» WHAT IS BEING ASKED: Every line below between the line holding "pub use json_store::JsonFileVideoStore;" and the line holding "pub enum StorageSettings", inclusive, should be repeated exactly, and all other lines omitted.
• • • • • • •
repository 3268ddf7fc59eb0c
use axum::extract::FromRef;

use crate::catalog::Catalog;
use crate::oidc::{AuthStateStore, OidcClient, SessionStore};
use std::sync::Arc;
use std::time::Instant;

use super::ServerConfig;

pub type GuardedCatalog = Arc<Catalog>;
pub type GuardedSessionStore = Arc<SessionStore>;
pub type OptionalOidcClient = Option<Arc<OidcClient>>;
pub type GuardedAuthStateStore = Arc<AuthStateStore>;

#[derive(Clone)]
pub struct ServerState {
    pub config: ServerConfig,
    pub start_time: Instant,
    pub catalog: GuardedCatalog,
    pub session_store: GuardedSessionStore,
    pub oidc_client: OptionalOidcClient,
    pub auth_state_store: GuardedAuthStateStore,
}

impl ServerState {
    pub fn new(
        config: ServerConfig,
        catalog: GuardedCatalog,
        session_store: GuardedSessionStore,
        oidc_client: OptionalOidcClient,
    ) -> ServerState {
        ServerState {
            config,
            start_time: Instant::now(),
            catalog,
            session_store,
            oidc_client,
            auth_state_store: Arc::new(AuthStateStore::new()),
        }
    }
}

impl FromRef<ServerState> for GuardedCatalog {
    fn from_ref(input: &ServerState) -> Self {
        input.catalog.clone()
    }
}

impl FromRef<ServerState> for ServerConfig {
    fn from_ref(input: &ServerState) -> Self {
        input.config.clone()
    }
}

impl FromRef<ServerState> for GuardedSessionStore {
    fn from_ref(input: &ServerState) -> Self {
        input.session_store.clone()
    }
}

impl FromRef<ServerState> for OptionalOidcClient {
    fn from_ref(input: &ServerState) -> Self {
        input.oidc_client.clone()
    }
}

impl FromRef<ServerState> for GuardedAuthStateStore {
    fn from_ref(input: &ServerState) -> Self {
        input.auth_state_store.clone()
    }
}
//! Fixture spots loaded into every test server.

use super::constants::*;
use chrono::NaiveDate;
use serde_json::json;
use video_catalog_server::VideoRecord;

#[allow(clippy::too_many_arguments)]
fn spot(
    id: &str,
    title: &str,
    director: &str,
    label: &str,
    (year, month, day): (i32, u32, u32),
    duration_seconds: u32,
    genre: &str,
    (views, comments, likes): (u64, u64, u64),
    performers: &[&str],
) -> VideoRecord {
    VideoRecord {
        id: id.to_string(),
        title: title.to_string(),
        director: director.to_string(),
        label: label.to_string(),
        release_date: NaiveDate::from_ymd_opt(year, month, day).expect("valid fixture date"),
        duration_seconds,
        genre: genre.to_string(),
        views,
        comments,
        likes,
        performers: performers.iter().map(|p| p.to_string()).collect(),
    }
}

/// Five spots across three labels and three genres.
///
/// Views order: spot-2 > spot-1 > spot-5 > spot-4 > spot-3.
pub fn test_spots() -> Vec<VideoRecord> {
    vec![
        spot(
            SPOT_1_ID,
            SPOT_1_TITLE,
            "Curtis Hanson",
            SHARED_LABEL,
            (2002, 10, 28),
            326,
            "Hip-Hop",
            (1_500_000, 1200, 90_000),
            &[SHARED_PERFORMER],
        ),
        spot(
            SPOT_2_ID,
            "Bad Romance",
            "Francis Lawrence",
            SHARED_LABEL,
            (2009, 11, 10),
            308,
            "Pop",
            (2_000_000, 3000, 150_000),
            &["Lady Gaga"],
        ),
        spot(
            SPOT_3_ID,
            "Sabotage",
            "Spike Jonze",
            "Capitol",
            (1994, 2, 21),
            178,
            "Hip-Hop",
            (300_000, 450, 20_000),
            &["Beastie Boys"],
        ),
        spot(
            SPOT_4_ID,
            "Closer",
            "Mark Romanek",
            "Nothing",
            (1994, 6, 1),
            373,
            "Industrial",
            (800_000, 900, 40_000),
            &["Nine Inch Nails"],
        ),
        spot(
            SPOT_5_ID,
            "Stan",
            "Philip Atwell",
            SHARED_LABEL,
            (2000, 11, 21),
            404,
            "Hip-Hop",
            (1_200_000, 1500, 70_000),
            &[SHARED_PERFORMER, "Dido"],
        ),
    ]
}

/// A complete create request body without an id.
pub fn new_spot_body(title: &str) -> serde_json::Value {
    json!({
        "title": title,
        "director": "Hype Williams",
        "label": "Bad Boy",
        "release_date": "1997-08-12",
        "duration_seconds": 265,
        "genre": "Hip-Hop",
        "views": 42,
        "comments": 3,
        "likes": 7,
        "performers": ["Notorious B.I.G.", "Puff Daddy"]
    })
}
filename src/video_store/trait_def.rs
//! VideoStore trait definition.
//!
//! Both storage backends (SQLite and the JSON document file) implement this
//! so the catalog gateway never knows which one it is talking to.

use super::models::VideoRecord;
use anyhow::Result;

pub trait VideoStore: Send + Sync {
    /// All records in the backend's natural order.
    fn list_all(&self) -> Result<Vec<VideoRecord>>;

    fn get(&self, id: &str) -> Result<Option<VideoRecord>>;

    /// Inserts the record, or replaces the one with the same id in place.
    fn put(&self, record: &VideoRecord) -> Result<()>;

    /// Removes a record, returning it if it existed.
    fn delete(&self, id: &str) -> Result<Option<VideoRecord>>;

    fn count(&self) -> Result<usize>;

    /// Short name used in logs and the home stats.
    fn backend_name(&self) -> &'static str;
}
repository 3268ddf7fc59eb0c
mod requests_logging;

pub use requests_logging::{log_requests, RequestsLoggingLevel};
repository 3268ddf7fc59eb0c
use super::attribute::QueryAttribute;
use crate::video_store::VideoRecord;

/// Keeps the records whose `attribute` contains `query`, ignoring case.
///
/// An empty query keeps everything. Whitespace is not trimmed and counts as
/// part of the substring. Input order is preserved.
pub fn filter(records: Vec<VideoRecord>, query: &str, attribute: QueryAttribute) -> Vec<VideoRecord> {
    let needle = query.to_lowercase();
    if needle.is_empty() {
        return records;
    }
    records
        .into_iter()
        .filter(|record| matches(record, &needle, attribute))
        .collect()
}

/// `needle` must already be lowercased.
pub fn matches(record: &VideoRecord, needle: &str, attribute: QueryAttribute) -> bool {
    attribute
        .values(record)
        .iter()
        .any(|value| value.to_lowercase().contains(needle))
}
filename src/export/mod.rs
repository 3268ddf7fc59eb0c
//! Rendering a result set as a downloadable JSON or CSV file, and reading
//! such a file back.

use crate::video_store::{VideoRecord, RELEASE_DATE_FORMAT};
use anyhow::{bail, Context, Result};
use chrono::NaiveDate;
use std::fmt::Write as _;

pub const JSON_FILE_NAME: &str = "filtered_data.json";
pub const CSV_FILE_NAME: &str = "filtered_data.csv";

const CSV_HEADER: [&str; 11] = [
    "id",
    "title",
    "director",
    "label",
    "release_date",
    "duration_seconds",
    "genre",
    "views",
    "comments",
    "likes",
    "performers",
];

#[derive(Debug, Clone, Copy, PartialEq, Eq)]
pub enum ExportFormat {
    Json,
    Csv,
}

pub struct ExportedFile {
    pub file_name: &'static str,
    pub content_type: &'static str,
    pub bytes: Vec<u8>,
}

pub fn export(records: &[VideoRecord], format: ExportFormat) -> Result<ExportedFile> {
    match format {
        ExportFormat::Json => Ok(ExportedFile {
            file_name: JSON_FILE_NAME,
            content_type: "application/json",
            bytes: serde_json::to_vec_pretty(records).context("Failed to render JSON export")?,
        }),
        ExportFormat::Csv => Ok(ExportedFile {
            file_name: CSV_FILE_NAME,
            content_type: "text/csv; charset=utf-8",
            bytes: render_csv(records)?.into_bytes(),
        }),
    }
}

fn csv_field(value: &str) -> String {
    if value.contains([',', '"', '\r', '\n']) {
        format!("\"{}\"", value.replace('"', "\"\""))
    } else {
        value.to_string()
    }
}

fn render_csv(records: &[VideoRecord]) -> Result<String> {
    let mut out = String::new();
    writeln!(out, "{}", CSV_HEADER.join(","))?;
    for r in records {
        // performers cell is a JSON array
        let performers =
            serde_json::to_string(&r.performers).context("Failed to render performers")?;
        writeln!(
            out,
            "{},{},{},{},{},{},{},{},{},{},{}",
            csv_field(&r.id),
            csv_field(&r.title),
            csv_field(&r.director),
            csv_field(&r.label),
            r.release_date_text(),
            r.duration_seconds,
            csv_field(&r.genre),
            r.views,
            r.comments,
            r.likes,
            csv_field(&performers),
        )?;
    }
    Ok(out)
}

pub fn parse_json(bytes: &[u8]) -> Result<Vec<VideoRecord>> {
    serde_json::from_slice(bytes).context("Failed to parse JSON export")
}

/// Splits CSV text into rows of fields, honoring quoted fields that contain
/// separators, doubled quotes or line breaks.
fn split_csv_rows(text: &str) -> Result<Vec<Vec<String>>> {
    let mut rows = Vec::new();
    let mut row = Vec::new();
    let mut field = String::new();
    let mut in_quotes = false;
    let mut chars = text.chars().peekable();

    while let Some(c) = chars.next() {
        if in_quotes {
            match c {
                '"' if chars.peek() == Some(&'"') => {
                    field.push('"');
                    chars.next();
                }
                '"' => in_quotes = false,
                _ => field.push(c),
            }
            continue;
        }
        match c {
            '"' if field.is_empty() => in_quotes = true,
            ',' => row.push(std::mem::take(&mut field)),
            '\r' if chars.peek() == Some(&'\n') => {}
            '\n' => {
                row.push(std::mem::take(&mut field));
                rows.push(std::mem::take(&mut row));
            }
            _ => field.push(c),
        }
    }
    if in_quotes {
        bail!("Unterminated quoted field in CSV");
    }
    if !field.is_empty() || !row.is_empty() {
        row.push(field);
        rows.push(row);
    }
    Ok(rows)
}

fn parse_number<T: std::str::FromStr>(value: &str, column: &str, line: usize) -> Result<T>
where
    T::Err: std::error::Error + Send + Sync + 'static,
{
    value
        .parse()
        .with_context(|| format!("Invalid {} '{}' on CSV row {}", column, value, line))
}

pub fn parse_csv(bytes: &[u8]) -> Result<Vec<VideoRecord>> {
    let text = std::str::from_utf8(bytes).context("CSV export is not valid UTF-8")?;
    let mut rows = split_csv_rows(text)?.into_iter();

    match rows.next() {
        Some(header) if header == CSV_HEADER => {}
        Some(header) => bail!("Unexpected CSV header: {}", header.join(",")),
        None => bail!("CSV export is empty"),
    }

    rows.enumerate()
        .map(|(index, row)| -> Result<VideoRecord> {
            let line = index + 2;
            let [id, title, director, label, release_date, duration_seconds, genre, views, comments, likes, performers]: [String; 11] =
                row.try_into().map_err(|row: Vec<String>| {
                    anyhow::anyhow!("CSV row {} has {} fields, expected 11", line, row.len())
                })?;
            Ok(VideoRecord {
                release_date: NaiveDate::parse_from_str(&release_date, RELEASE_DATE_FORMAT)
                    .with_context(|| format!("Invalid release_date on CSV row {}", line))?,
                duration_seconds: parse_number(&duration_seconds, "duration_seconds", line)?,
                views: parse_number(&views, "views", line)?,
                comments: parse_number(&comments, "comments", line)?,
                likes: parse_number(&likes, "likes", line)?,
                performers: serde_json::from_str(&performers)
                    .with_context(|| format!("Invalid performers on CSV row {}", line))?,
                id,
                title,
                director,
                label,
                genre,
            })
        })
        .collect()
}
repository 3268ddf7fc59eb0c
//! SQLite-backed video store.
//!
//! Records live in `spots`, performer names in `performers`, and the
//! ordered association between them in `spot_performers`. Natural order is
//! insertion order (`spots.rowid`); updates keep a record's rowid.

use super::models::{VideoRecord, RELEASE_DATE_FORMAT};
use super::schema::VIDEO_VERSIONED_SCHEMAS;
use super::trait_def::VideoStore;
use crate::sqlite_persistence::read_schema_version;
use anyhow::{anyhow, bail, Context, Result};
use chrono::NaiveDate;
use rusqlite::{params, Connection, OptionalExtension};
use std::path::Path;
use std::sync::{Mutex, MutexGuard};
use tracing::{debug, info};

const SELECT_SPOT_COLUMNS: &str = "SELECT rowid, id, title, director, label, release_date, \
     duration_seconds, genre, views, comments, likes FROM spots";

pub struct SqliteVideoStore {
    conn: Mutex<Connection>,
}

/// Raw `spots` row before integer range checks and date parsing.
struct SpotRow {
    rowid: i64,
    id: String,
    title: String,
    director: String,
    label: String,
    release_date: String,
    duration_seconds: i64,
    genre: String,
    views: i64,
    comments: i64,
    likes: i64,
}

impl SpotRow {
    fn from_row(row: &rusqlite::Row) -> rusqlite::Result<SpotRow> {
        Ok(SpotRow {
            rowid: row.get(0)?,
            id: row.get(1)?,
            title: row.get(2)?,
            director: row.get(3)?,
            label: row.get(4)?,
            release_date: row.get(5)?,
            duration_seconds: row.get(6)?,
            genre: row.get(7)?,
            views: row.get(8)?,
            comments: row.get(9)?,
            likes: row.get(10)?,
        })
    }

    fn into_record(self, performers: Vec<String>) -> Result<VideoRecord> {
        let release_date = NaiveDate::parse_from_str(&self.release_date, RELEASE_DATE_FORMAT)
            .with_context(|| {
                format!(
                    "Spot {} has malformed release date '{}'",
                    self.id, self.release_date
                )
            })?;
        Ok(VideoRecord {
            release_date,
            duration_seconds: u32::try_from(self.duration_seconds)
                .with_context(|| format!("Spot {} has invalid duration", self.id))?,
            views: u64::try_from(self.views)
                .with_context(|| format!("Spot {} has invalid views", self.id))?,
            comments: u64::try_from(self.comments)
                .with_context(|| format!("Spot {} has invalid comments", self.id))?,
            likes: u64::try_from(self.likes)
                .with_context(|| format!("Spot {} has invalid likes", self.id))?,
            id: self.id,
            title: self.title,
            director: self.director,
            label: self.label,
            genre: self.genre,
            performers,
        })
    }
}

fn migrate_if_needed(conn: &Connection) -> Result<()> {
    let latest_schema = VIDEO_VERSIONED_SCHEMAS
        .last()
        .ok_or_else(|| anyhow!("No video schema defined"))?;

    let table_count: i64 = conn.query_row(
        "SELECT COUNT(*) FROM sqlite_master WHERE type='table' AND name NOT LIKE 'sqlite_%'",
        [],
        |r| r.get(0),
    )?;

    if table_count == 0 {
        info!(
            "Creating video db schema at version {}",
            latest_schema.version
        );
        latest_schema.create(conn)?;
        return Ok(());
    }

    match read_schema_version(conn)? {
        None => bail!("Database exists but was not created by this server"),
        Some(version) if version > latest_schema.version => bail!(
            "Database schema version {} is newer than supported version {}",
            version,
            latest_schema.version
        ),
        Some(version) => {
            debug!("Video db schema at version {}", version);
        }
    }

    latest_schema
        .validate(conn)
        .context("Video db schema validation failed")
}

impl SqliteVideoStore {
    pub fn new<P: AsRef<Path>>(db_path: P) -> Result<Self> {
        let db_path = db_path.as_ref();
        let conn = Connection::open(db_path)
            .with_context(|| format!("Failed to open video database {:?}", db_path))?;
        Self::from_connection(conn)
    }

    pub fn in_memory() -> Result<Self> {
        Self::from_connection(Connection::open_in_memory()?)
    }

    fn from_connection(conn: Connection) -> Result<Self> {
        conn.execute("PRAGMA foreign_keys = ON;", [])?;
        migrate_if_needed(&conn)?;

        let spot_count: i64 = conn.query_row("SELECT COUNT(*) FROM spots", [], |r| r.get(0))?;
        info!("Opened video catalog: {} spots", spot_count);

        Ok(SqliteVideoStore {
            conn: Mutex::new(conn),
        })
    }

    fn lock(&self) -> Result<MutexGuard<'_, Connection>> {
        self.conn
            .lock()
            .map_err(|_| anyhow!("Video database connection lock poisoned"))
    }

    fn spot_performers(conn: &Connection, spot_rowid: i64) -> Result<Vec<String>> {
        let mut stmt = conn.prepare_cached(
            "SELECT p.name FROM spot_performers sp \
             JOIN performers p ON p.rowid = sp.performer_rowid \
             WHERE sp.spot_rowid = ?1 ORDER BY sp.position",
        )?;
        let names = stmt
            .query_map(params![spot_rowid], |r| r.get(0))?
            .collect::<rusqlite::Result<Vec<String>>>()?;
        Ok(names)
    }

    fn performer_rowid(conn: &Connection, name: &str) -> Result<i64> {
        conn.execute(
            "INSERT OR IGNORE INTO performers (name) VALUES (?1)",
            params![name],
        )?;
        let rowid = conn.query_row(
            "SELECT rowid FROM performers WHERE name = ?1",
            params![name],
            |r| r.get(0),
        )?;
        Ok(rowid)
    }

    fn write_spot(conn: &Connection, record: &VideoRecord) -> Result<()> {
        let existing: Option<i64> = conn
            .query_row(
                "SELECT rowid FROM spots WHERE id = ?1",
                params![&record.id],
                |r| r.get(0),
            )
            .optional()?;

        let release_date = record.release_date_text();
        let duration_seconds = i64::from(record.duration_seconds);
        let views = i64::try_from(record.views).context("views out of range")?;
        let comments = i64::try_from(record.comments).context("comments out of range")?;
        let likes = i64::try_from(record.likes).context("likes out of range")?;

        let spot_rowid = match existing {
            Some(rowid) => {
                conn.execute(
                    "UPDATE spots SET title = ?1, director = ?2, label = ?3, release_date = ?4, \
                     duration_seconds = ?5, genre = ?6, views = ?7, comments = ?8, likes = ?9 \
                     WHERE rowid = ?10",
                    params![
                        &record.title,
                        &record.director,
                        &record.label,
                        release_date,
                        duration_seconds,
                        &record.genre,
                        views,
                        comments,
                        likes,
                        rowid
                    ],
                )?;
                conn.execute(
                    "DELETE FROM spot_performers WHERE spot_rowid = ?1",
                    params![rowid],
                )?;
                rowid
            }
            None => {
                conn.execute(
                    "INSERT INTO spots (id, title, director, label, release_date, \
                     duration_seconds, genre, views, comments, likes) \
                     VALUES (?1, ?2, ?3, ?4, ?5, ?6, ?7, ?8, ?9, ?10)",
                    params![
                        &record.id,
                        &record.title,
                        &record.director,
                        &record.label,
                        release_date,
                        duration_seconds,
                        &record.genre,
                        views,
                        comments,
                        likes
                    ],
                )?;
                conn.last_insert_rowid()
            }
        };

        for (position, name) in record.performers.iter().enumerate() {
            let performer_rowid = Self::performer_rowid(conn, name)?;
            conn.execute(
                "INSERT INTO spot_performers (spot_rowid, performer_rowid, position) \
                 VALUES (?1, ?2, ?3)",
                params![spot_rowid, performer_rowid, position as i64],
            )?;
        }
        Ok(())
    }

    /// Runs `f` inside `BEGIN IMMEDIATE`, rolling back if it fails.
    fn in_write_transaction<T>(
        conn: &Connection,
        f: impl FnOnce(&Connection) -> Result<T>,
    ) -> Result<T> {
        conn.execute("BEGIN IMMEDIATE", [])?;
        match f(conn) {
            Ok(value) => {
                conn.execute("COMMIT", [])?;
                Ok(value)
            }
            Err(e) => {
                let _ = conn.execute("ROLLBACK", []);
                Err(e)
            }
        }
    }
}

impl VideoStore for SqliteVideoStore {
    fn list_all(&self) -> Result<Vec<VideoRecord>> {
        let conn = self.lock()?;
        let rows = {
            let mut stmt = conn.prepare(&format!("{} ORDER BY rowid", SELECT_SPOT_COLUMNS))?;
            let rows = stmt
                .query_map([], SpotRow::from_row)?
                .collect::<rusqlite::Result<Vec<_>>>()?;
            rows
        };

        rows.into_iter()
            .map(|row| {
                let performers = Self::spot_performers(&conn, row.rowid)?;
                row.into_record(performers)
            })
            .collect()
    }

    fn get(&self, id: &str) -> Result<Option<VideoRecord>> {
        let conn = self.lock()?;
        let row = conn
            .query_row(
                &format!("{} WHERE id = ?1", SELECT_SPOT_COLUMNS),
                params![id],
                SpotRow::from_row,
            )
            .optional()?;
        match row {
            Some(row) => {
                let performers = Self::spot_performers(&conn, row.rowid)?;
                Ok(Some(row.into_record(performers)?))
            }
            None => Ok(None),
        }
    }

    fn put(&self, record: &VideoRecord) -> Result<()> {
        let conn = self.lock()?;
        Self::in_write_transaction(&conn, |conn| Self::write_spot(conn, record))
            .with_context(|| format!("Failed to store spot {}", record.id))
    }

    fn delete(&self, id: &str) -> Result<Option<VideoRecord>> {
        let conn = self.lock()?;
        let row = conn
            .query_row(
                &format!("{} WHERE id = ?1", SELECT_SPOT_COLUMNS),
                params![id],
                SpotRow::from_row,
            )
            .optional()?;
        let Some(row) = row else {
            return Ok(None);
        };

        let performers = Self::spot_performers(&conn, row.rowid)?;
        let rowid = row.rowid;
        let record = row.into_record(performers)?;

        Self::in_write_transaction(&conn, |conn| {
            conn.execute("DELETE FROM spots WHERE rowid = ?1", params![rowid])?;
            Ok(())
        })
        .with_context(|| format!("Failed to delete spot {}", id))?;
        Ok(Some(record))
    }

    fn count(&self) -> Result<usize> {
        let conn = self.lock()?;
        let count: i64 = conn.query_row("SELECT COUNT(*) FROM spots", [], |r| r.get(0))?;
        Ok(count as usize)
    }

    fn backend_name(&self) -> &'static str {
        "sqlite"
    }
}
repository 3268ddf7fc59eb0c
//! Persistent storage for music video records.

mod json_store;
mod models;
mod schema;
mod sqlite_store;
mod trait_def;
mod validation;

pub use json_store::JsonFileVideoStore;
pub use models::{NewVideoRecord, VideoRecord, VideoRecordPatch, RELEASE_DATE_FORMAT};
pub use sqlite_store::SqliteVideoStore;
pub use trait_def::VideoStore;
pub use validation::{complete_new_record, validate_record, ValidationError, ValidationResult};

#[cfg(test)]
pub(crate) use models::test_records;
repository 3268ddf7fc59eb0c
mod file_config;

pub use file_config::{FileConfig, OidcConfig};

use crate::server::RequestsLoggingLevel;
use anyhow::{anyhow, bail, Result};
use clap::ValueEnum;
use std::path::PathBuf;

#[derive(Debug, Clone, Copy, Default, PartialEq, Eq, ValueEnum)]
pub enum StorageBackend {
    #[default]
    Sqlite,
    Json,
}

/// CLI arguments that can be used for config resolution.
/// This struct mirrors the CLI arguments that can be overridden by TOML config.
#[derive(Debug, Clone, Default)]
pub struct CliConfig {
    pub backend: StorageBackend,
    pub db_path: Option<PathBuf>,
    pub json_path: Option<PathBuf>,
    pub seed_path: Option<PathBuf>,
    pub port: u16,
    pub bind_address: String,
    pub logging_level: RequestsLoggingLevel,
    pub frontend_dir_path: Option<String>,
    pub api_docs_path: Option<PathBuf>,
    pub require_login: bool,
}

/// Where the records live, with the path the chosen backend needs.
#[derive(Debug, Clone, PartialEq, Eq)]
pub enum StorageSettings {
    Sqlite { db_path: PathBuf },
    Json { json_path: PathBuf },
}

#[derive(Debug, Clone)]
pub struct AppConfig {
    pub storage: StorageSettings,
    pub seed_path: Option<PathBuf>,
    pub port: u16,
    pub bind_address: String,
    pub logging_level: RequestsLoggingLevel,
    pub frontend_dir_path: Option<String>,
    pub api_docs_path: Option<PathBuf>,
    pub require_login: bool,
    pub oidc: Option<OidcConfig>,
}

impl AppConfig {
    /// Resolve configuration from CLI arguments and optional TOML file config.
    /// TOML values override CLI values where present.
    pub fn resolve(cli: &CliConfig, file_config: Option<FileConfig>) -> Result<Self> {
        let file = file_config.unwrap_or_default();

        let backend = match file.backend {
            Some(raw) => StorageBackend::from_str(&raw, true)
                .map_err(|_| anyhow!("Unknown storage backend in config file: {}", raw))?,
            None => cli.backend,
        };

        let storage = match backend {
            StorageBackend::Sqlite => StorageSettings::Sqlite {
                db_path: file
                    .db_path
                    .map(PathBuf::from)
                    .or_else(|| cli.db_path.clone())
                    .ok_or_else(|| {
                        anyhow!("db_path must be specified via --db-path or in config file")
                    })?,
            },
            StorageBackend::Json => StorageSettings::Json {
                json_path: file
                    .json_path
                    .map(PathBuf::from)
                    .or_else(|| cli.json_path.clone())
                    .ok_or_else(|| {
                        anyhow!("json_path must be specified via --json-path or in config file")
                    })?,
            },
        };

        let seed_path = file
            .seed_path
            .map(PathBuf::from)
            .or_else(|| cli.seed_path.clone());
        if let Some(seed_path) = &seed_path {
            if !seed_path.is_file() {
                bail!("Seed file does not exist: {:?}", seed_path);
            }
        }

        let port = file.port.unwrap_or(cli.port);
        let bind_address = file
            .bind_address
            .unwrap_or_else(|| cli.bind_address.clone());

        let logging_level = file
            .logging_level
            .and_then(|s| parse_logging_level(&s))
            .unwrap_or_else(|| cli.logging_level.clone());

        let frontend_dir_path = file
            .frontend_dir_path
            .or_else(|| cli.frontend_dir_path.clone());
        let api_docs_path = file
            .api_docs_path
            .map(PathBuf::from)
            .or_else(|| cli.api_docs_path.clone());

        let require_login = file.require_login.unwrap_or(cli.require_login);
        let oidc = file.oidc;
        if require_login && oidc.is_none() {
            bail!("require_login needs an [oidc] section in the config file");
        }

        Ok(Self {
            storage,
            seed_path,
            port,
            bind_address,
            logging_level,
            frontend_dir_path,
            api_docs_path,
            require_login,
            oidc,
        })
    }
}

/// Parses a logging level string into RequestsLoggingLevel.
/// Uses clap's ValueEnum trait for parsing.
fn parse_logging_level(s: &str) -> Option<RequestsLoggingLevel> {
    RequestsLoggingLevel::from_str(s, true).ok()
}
• • • • • • •
» WORKED SOLUTION:
pub use json_store::JsonFileVideoStore;
pub use models::{NewVideoRecord, VideoRecord, VideoRecordPatch, RELEASE_DATE_FORMAT};
pub use sqlite_store::SqliteVideoStore;
pub use trait_def::VideoStore;
pub use validation::{complete_new_record, validate_record, ValidationError, ValidationResult};

#[cfg(test)]
pub(crate) use models::test_records;
repository 3268ddf7fc59eb0c
mod file_config;

pub use file_config::{FileConfig, OidcConfig};

use crate::server::RequestsLoggingLevel;
use anyhow::{anyhow, bail, Result};
use clap::ValueEnum;
use std::path::PathBuf;

#[derive(Debug, Clone, Copy, Default, PartialEq, Eq, ValueEnum)]
pub enum StorageBackend {
    #[default]
    Sqlite,
    Json,
}

/// CLI arguments that can be used for config resolution.
/// This struct mirrors the CLI arguments that can be overridden by TOML config.
#[derive(Debug, Clone, Default)]
pub struct CliConfig {
    pub backend: StorageBackend,
    pub db_path: Option<PathBuf>,
    pub json_path: Option<PathBuf>,
    pub seed_path: Option<PathBuf>,
    pub port: u16,
    pub bind_address: String,
    pub logging_level: RequestsLoggingLevel,
    pub frontend_dir_path: Option<String>,
    pub api_docs_path: Option<PathBuf>,
    pub require_login: bool,
}

/// Where the records live, with the path the chosen backend needs.
#[derive(Debug, Clone, PartialEq, Eq)]
pub enum StorageSettings {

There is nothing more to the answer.